Work item:
Write every record out again exactly as given.
═══ Data for review ═══
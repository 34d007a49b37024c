//! Textual page rewriting
//!
//! No HTML parsing happens here: relative asset references are rewritten by plain substring
//! replacement and the selected video ids are injected as a JSON script tag.

use std::path::{Component, Path, PathBuf};

use lps_core::constants::{SELECTED_VIDEOS_SCRIPT_ID, TEMPLATES_URL_ROOT};

const BODY_CLOSE: &str = "</body>";

/// URL prefix under which a template's static assets are served.
///
/// `static_assets_path` may be absolute (must then lie inside `templates_root`) or relative
/// to `templates_root`. Anything that cannot be expressed below the templates root falls
/// back to the bare templates prefix instead of failing.
pub fn static_prefix(static_assets_path: Option<&str>, templates_root: &Path) -> String {
    let Some(assets) = static_assets_path.filter(|s| !s.is_empty()) else {
        return TEMPLATES_URL_ROOT.to_string();
    };

    match relative_to_templates(Path::new(assets), templates_root) {
        Some(rel) if !rel.is_empty() => format!("{}/{}", TEMPLATES_URL_ROOT, rel),
        _ => {
            if Path::new(assets).is_absolute() {
                tracing::debug!(
                    static_assets_path = %assets,
                    templates_root = %templates_root.display(),
                    "Static assets path outside templates root, using default prefix"
                );
            }
            TEMPLATES_URL_ROOT.to_string()
        }
    }
}

/// Slash-joined path of `assets` below `templates_root`, or `None` if it escapes.
fn relative_to_templates(assets: &Path, templates_root: &Path) -> Option<String> {
    let rel: PathBuf = if assets.is_absolute() {
        assets.strip_prefix(templates_root).ok()?.to_path_buf()
    } else {
        assets.to_path_buf()
    };

    let mut parts: Vec<String> = Vec::new();
    for component in rel.components() {
        match component {
            Component::Normal(part) => parts.push(part.to_str()?.to_string()),
            Component::CurDir => {}
            Component::ParentDir => {
                parts.pop()?;
            }
            Component::RootDir | Component::Prefix(_) => return None,
        }
    }
    Some(parts.join("/"))
}

/// The `<script>` tag carrying the ordered selection as a JSON array.
pub fn selected_videos_tag(video_ids: &[i64]) -> String {
    // Serialising a slice of integers cannot fail
    let json = serde_json::to_string(video_ids).unwrap_or_else(|_| "[]".to_string());
    format!(
        r#"<script id="{}" type="application/json">{}</script>"#,
        SELECTED_VIDEOS_SCRIPT_ID, json
    )
}

/// Rewrite a template into a deployable page.
///
/// Every `href="./` and `src="./` becomes `href="<prefix>/` / `src="<prefix>/` (single pass),
/// then the selection tag is inserted before the first `</body>`, or appended when the
/// document has none.
pub fn rewrite_page(html: &str, prefix: &str, video_ids: &[i64]) -> String {
    let mut page = html
        .replace(r#"href="./"#, &format!(r#"href="{}/"#, prefix))
        .replace(r#"src="./"#, &format!(r#"src="{}/"#, prefix));

    let tag = selected_videos_tag(video_ids);
    match page.find(BODY_CLOSE) {
        Some(idx) => page.insert_str(idx, &format!("{}\n", tag)),
        None => page.push_str(&tag),
    }
    page
}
═══
Expected output:
repository 34d007a49b37024c
//! Textual page rewriting
//!
//! No HTML parsing happens here: relative asset references are rewritten by plain substring
//! replacement and the selected video ids are injected as a JSON script tag.

use std::path::{Component, Path, PathBuf};

use lps_core::constants::{SELECTED_VIDEOS_SCRIPT_ID, TEMPLATES_URL_ROOT};

const BODY_CLOSE: &str = "</body>";

/// URL prefix under which a template's static assets are served.
///
/// `static_assets_path` may be absolute (must then lie inside `templates_root`) or relative
/// to `templates_root`. Anything that cannot be expressed below the templates root falls
/// back to the bare templates prefix instead of failing.
pub fn static_prefix(static_assets_path: Option<&str>, templates_root: &Path) -> String {
    let Some(assets) = static_assets_path.filter(|s| !s.is_empty()) else {
        return TEMPLATES_URL_ROOT.to_string();
    };

    match relative_to_templates(Path::new(assets), templates_root) {
        Some(rel) if !rel.is_empty() => format!("{}/{}", TEMPLATES_URL_ROOT, rel),
        _ => {
            if Path::new(assets).is_absolute() {
                tracing::debug!(
                    static_assets_path = %assets,
                    templates_root = %templates_root.display(),
                    "Static assets path outside templates root, using default prefix"
                );
            }
            TEMPLATES_URL_ROOT.to_string()
        }
    }
}

/// Slash-joined path of `assets` below `templates_root`, or `None` if it escapes.
fn relative_to_templates(assets: &Path, templates_root: &Path) -> Option<String> {
    let rel: PathBuf = if assets.is_absolute() {
        assets.strip_prefix(templates_root).ok()?.to_path_buf()
    } else {
        assets.to_path_buf()
    };

    let mut parts: Vec<String> = Vec::new();
    for component in rel.components() {
        match component {
            Component::Normal(part) => parts.push(part.to_str()?.to_string()),
            Component::CurDir => {}
            Component::ParentDir => {
                parts.pop()?;
            }
            Component::RootDir | Component::Prefix(_) => return None,
        }
    }
    Some(parts.join("/"))
}

/// The `<script>` tag carrying the ordered selection as a JSON array.
pub fn selected_videos_tag(video_ids: &[i64]) -> String {
    // Serialising a slice of integers cannot fail
    let json = serde_json::to_string(video_ids).unwrap_or_else(|_| "[]".to_string());
    format!(
        r#"<script id="{}" type="application/json">{}</script>"#,
        SELECTED_VIDEOS_SCRIPT_ID, json
    )
}

/// Rewrite a template into a deployable page.
///
/// Every `href="./` and `src="./` becomes `href="<prefix>/` / `src="<prefix>/` (single pass),
/// then the selection tag is inserted before the first `</body>`, or appended when the
/// document has none.
pub fn rewrite_page(html: &str, prefix: &str, video_ids: &[i64]) -> String {
    let mut page = html
        .replace(r#"href="./"#, &format!(r#"href="{}/"#, prefix))
        .replace(r#"src="./"#, &format!(r#"src="{}/"#, prefix));

    let tag = selected_videos_tag(video_ids);
    match page.find(BODY_CLOSE) {
        Some(idx) => page.insert_str(idx, &format!("{}\n", tag)),
        None => page.push_str(&tag),
    }
    page
}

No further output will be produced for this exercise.